**Activity:**
This exercise calls for the line with "collision.rebuild_if_needed();", the line with "let Some(id) = free.next()", and all lines between them in the material below, output exactly and with no other lines.

**Data in this exercise:**
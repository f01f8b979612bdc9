//! Concurrent tile lifecycle.
//!
//! # Flow
//!
//! ```text
//! Control step (update)          Workers                  Dispatch step
//! ┌──────────────────────┐
//! │ find_needed_tiles    │
//! │ remove / toggle tiles│
//! │ assign Init slots    │──wake──> claim Generate
//! └──────────────────────┘          generate_tile
//!                                   ──> Upload ─────────> create GPU assets
//! ┌──────────────────────┐                                ──> Entity
//! │ spawn entity ──> Ready│<───────────────────────────────────┘
//! └──────────────────────┘
//! ```
//!
//! The control step and the dispatch step take `&self` and may run on
//! different threads. Neither ever waits on generation.
//!
//! # Usage
//!
//! ```ignore
//! let mut manager = TileManager::from_config(config)?;
//! loop {
//!     manager.update(player, &mut scene, &mut collision);
//!     manager.dispatch(&mut gpu);
//! }
//! manager.shutdown();
//! while !manager.is_drained() {
//!     manager.update(player, &mut scene, &mut collision);
//!     manager.dispatch(&mut gpu);
//! }
//! ```

pub mod backend;
pub mod slot;
mod workers;

use std::collections::BTreeSet;
use std::mem;
use std::sync::atomic::{AtomicBool, Ordering};
use std::sync::{Arc, Mutex, PoisonError};
use std::thread::JoinHandle;

use crossbeam_channel::Sender;
use glam::DVec3;
use web_time::Instant;

use self::backend::{AssetId, CollisionWorld, GpuBackend, SceneBackend, TextureUsage, TileAssets};
use self::slot::{SlotData, TilePool, TileState};
use crate::config::{HierarchyConfig, ManagerConfig, TerrainConfig};
use crate::context::WorldGen;
use crate::density::{DensityField, NoiseDensity};
use crate::error::TerrainError;
use crate::hierarchy::find_needed_tiles;
use crate::metrics::TerrainMetrics;
use crate::tile::TilePosition;

/// What one control step did.
#[derive(Clone, Copy, Debug, Default, PartialEq, Eq)]
pub struct UpdateStats {
  /// Tiles the hierarchy asked for.
  pub requested: usize,
  /// Tiles handed to free slots this tick.
  pub assigned: usize,
  /// Tiles released back to `Init`.
  pub removed: usize,
  /// Tiles that found no free slot.
  pub dropped: usize,
  pub entities_created: usize,
  pub visibility_changes: usize,
}

impl UpdateStats {
  /// Nothing changed this tick.
  pub fn is_idle(&self) -> bool {
    self.assigned == 0
      && self.removed == 0
      && self.entities_created == 0
      && self.visibility_changes == 0
  }
}

/// State shared with the worker threads.
pub(crate) struct Shared<D> {
  world: WorldGen<D>,
  pool: TilePool,
  stopping: AtomicBool,
  metrics: Mutex<TerrainMetrics>,
}

/// Owns the slot arena and the generation workers.
pub struct TileManager<D: DensityField + 'static = NoiseDensity> {
  shared: Arc<Shared<D>>,
  hierarchy: HierarchyConfig,
  manager: ManagerConfig,
  wake: Mutex<Option<Sender<()>>>,
  pending_releases: Mutex<Vec<AssetId>>,
  workers: Vec<JoinHandle<()>>,
}

impl TileManager<NoiseDensity> {
  /// Manager over the default noise terrain.
  pub fn from_config(config: TerrainConfig) -> Result<Self, TerrainError> {
    config.validate()?;
    let world = WorldGen::from_config(&config);
    Self::with_world(&config, world)
  }
}

impl<D: DensityField + 'static> TileManager<D> {
  /// Manager over a caller-provided density field.
  pub fn new(config: TerrainConfig, density: D) -> Result<Self, TerrainError> {
    config.validate()?;
    let world = WorldGen::with_density(&config, density);
    Self::with_world(&config, world)
  }

  fn with_world(config: &TerrainConfig, world: WorldGen<D>) -> Result<Self, TerrainError> {
    let shared = Arc::new(Shared {
      world,
      pool: TilePool::new(config.manager.slot_count),
      stopping: AtomicBool::new(false),
      metrics: Mutex::new(TerrainMetrics::new()),
    });

    let (sender, receiver) = crossbeam_channel::unbounded();
    let count = config.manager.worker_count();
    let workers = workers::spawn_workers(&shared, &receiver, count)?;
    tracing::info!(workers = count, slots = config.manager.slot_count, "terrain manager started");

    Ok(Self {
      shared,
      hierarchy: config.hierarchy.clone(),
      manager: config.manager.clone(),
      wake: Mutex::new(Some(sender)),
      pending_releases: Mutex::new(Vec::new()),
      workers,
    })
  }

  pub fn world(&self) -> &WorldGen<D> {
    &self.shared.world
  }

  pub fn pool(&self) -> &TilePool {
    &self.shared.pool
  }

  pub fn is_stopping(&self) -> bool {
    self.shared.stopping.load(Ordering::Acquire)
  }

  /// Snapshot of the collected metrics.
  pub fn metrics(&self) -> TerrainMetrics {
    self.shared.metrics.lock().unwrap_or_else(PoisonError::into_inner).clone()
  }

  /// Slots currently in `state`.
  pub fn count(&self, state: TileState) -> usize {
    self.shared.pool.count(state)
  }

  /// Slots between assignment and presentation.
  pub fn in_flight(&self) -> usize {
    self.shared.pool.iter().filter(|(_, s)| s.state.load().is_in_flight()).count()
  }

  /// Tiles that are generated and presentable.
  pub fn ready_tiles(&self) -> BTreeSet<TilePosition> {
    self.shared.pool.tiles_in(TileState::Ready).into_iter().collect()
  }

  /// Control step: reconcile slots with the tiles the player needs.
  #[cfg_attr(feature = "tracing-spans", tracing::instrument(skip_all, name = "manager::update"))]
  pub fn update(
    &self,
    player: DVec3,
    scene: &mut impl SceneBackend,
    collision: &mut impl CollisionWorld,
  ) -> UpdateStats {
    let pool = &self.shared.pool;
    pool.set_player(player);
    let stopping = self.is_stopping();

    let mut needed = if stopping {
      BTreeSet::new()
    } else {
      find_needed_tiles(player, &self.ready_tiles(), &self.hierarchy)
    };
    let mut stats = UpdateStats {
      requested: needed.len(),
      ..Default::default()
    };

    for (_, slot) in pool.iter() {
      let state = slot.state.load();
      if state == TileState::Init {
        continue;
      }
      let mut data = slot.lock();
      let requested = needed.take(&data.tile);

      match state {
        TileState::Ready => match requested {
          Some(request) => {
            if self.apply_visibility(&mut data, request.visible, scene, collision) {
              stats.visibility_changes += 1;
            }
          }
          None => {
            self.release(&mut data, scene, collision);
            drop(data);
            slot.state.transition(TileState::Ready, TileState::Init);
            stats.removed += 1;
          }
        },
        TileState::Entity => {
          data.entity = Some(scene.spawn_entity(data.tile.transform()));
          data.tile.visible = false;
          stats.entities_created += 1;
          if let Some(request) = requested {
            if self.apply_visibility(&mut data, request.visible, scene, collision) {
              stats.visibility_changes += 1;
            }
          }
          drop(data);
          slot.state.transition(TileState::Entity, TileState::Ready);
        }
        // In flight. Tiles no longer needed finish and are removed once ready.
        TileState::Generate | TileState::Generating | TileState::Upload | TileState::Init => {}
      }
    }

    collision.rebuild_if_needed();

    if !stopping && !needed.is_empty() {
      self.assign(needed, &mut stats);
    }
    stats
  }

  fn assign(&self, needed: BTreeSet<TilePosition>, stats: &mut UpdateStats) {
    let pool = &self.shared.pool;
    let wake = self.wake.lock().unwrap_or_else(PoisonError::into_inner);
    let mut free = pool
      .iter()
      .filter(|(_, s)| s.state.load() == TileState::Init)
      .map(|(id, _)| id);

    let mut remaining = needed.into_iter();
    for tile in remaining.by_ref() {
      let Some(id) = free.next() else {
        stats.dropped += 1;
        break;
      };
      if pool.assign(id, tile) {
        stats.assigned += 1;
        if let Some(sender) = wake.as_ref() {
          // Workers only disconnect after shutdown.
          let _ = sender.send(());
        }
      }
    }
    stats.dropped += remaining.count();

    if stats.dropped > 0 {
      tracing::warn!(dropped = stats.dropped, slots = pool.len(), "not enough terrain tile slots");
    }
  }

  /// Show or hide a presented tile. Returns true if anything changed.
  fn apply_visibility(
    &self,
    data: &mut SlotData,
    visible: bool,
    scene: &mut impl SceneBackend,
    collision: &mut impl CollisionWorld,
  ) -> bool {
    if data.tile.visible == visible {
      return false;
    }
    let (Some(entity), Some(assets)) = (data.entity, data.assets) else {
      // Empty tiles have nothing to show.
      data.tile.visible = false;
      return false;
    };

    if visible {
      scene.attach_renderable(entity, assets.render_object);
      if let Some(collider) = &data.collider {
        collision.update(assets.collider, Arc::clone(collider), data.tile.transform());
        data.collider_registered = true;
      }
    } else {
      scene.detach_renderable(entity);
      if data.collider_registered {
        collision.remove(assets.collider);
        data.collider_registered = false;
      }
    }
    data.tile.visible = visible;
    true
  }

  /// Tear down a ready tile and queue its GPU assets for release.
  fn release(&self, data: &mut SlotData, scene: &mut impl SceneBackend, collision: &mut impl CollisionWorld) {
    if let Some(entity) = data.entity.take() {
      scene.destroy_entity(entity);
    }
    if let Some(assets) = data.assets.take() {
      if data.collider_registered {
        collision.remove(assets.collider);
      }
      self
        .pending_releases
        .lock()
        .unwrap_or_else(PoisonError::into_inner)
        .extend(assets.gpu_ids());
    }
    self
      .shared
      .metrics
      .lock()
      .unwrap_or_else(PoisonError::into_inner)
      .record_removed(data.tile.radius, data.triangles, data.mesh_bytes);
    data.reset();
  }

  /// Dispatch step: release queued assets, then upload generated tiles.
  /// Returns the number of tiles uploaded.
  #[cfg_attr(feature = "tracing-spans", tracing::instrument(skip_all, name = "manager::dispatch"))]
  pub fn dispatch(&self, gpu: &mut impl GpuBackend) -> usize {
    let releases = mem::take(&mut *self.pending_releases.lock().unwrap_or_else(PoisonError::into_inner));
    for id in releases {
      gpu.release(id);
    }

    let mut uploaded = 0;
    for (_, slot) in self.shared.pool.iter() {
      if uploaded >= self.manager.max_uploads_per_dispatch {
        break;
      }
      if slot.state.load() != TileState::Upload {
        continue;
      }

      let start = Instant::now();
      {
        let mut data = slot.lock();
        let Some(payload) = data.payload.take() else {
          debug_assert!(false, "tile {} in Upload without payload", data.tile);
          continue;
        };

        let assets = TileAssets::allocate();
        gpu.create_texture(assets.albedo, &payload.textures.albedo, TextureUsage::Albedo);
        gpu.create_texture(assets.special, &payload.textures.special, TextureUsage::Special);
        gpu.create_mesh(assets.mesh, &payload.mesh);
        gpu.create_render_object(assets.render_object, assets.mesh, [assets.albedo, assets.special]);

        data.assets = Some(assets);
        // CPU mesh and images are dropped here; the collider lives on.
        data.collider = Some(payload.collider);
      }
      slot.state.transition(TileState::Upload, TileState::Entity);
      uploaded += 1;

      self
        .shared
        .metrics
        .lock()
        .unwrap_or_else(PoisonError::into_inner)
        .record_upload(start.elapsed().as_micros() as u64);
    }
    uploaded
  }

  /// Stop generating. In-flight tiles finish; further `update` and
  /// `dispatch` calls drain every slot back to `Init`.
  pub fn shutdown(&mut self) {
    if self.shared.stopping.swap(true, Ordering::AcqRel) {
      return;
    }
    // Disconnecting the channel ends the worker loops.
    self.wake.lock().unwrap_or_else(PoisonError::into_inner).take();
    for handle in self.workers.drain(..) {
      if handle.join().is_err() {
        tracing::error!("terrain worker panicked");
      }
    }
    let reverted = self.shared.pool.revert_unclaimed();
    tracing::info!(reverted, "terrain manager stopped");
  }

  /// Shutdown has completed: every slot is free and every asset released.
  pub fn is_drained(&self) -> bool {
    self.is_stopping()
      && self.count(TileState::Init) == self.shared.pool.len()
      && self.pending_releases.lock().unwrap_or_else(PoisonError::into_inner).is_empty()
  }
}

impl<D: DensityField + 'static> Drop for TileManager<D> {
  fn drop(&mut self) {
    self.shutdown();
  }
}

#[cfg(test)]
#[path = "lifecycle_test.rs"]
mod lifecycle_test;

**Output for this task:**
    collision.rebuild_if_needed();

    if !stopping && !needed.is_empty() {
      self.assign(needed, &mut stats);
    }
    stats
  }

  fn assign(&self, needed: BTreeSet<TilePosition>, stats: &mut UpdateStats) {
    let pool = &self.shared.pool;
    let wake = self.wake.lock().unwrap_or_else(PoisonError::into_inner);
    let mut free = pool
      .iter()
      .filter(|(_, s)| s.state.load() == TileState::Init)
      .map(|(id, _)| id);

    let mut remaining = needed.into_iter();
    for tile in remaining.by_ref() {
      let Some(id) = free.next() else {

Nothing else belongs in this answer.